WHAT THE TASK ASKS. When you reach the line with "only resolves them." in the data below, begin printing lines exactly, and stop once the line with "let mut cursor = self" has been printed.
*** DATA PROVIDED ***
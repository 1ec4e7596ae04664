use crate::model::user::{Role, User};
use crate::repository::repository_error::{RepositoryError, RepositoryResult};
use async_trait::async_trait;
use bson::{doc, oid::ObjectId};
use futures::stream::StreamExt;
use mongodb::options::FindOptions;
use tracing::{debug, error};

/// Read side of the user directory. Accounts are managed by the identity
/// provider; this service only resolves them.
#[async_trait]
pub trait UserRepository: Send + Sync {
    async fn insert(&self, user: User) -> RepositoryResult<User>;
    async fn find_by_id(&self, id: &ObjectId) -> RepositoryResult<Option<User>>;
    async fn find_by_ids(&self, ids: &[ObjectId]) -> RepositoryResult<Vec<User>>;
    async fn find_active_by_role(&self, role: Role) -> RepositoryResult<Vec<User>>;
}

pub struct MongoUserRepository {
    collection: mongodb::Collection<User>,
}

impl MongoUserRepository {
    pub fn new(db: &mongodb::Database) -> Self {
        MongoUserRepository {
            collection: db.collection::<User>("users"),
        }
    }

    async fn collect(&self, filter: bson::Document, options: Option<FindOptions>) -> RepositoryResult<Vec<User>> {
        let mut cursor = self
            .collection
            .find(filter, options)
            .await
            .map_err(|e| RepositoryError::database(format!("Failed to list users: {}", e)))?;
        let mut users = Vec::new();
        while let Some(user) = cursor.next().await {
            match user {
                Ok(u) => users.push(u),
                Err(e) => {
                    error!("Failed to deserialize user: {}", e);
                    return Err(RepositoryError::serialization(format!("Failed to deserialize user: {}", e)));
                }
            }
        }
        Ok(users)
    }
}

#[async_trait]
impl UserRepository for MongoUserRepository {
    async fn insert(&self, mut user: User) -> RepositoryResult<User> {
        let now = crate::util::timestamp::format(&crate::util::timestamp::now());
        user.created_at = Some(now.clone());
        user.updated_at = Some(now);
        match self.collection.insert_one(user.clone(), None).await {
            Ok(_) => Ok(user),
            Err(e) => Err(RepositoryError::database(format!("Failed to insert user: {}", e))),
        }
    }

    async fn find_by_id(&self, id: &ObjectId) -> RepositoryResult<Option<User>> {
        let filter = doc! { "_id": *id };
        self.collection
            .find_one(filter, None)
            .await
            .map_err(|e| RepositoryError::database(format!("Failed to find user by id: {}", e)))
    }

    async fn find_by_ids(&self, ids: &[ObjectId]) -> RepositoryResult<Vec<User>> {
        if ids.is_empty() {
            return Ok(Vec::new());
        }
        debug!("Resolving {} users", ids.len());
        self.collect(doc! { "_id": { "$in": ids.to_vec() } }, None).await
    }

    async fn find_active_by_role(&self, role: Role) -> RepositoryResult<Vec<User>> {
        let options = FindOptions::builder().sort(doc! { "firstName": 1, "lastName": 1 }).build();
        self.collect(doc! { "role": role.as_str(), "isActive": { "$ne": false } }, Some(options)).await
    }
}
*** End of DATA PROVIDED ***
THE COMPLETED TASK.
/// provider; this service only resolves them.
#[async_trait]
pub trait UserRepository: Send + Sync {
    async fn insert(&self, user: User) -> RepositoryResult<User>;
    async fn find_by_id(&self, id: &ObjectId) -> RepositoryResult<Option<User>>;
    async fn find_by_ids(&self, ids: &[ObjectId]) -> RepositoryResult<Vec<User>>;
    async fn find_active_by_role(&self, role: Role) -> RepositoryResult<Vec<User>>;
}

pub struct MongoUserRepository {
    collection: mongodb::Collection<User>,
}

impl MongoUserRepository {
    pub fn new(db: &mongodb::Database) -> Self {
        MongoUserRepository {
            collection: db.collection::<User>("users"),
        }
    }

    async fn collect(&self, filter: bson::Document, options: Option<FindOptions>) -> RepositoryResult<Vec<User>> {
        let mut cursor = self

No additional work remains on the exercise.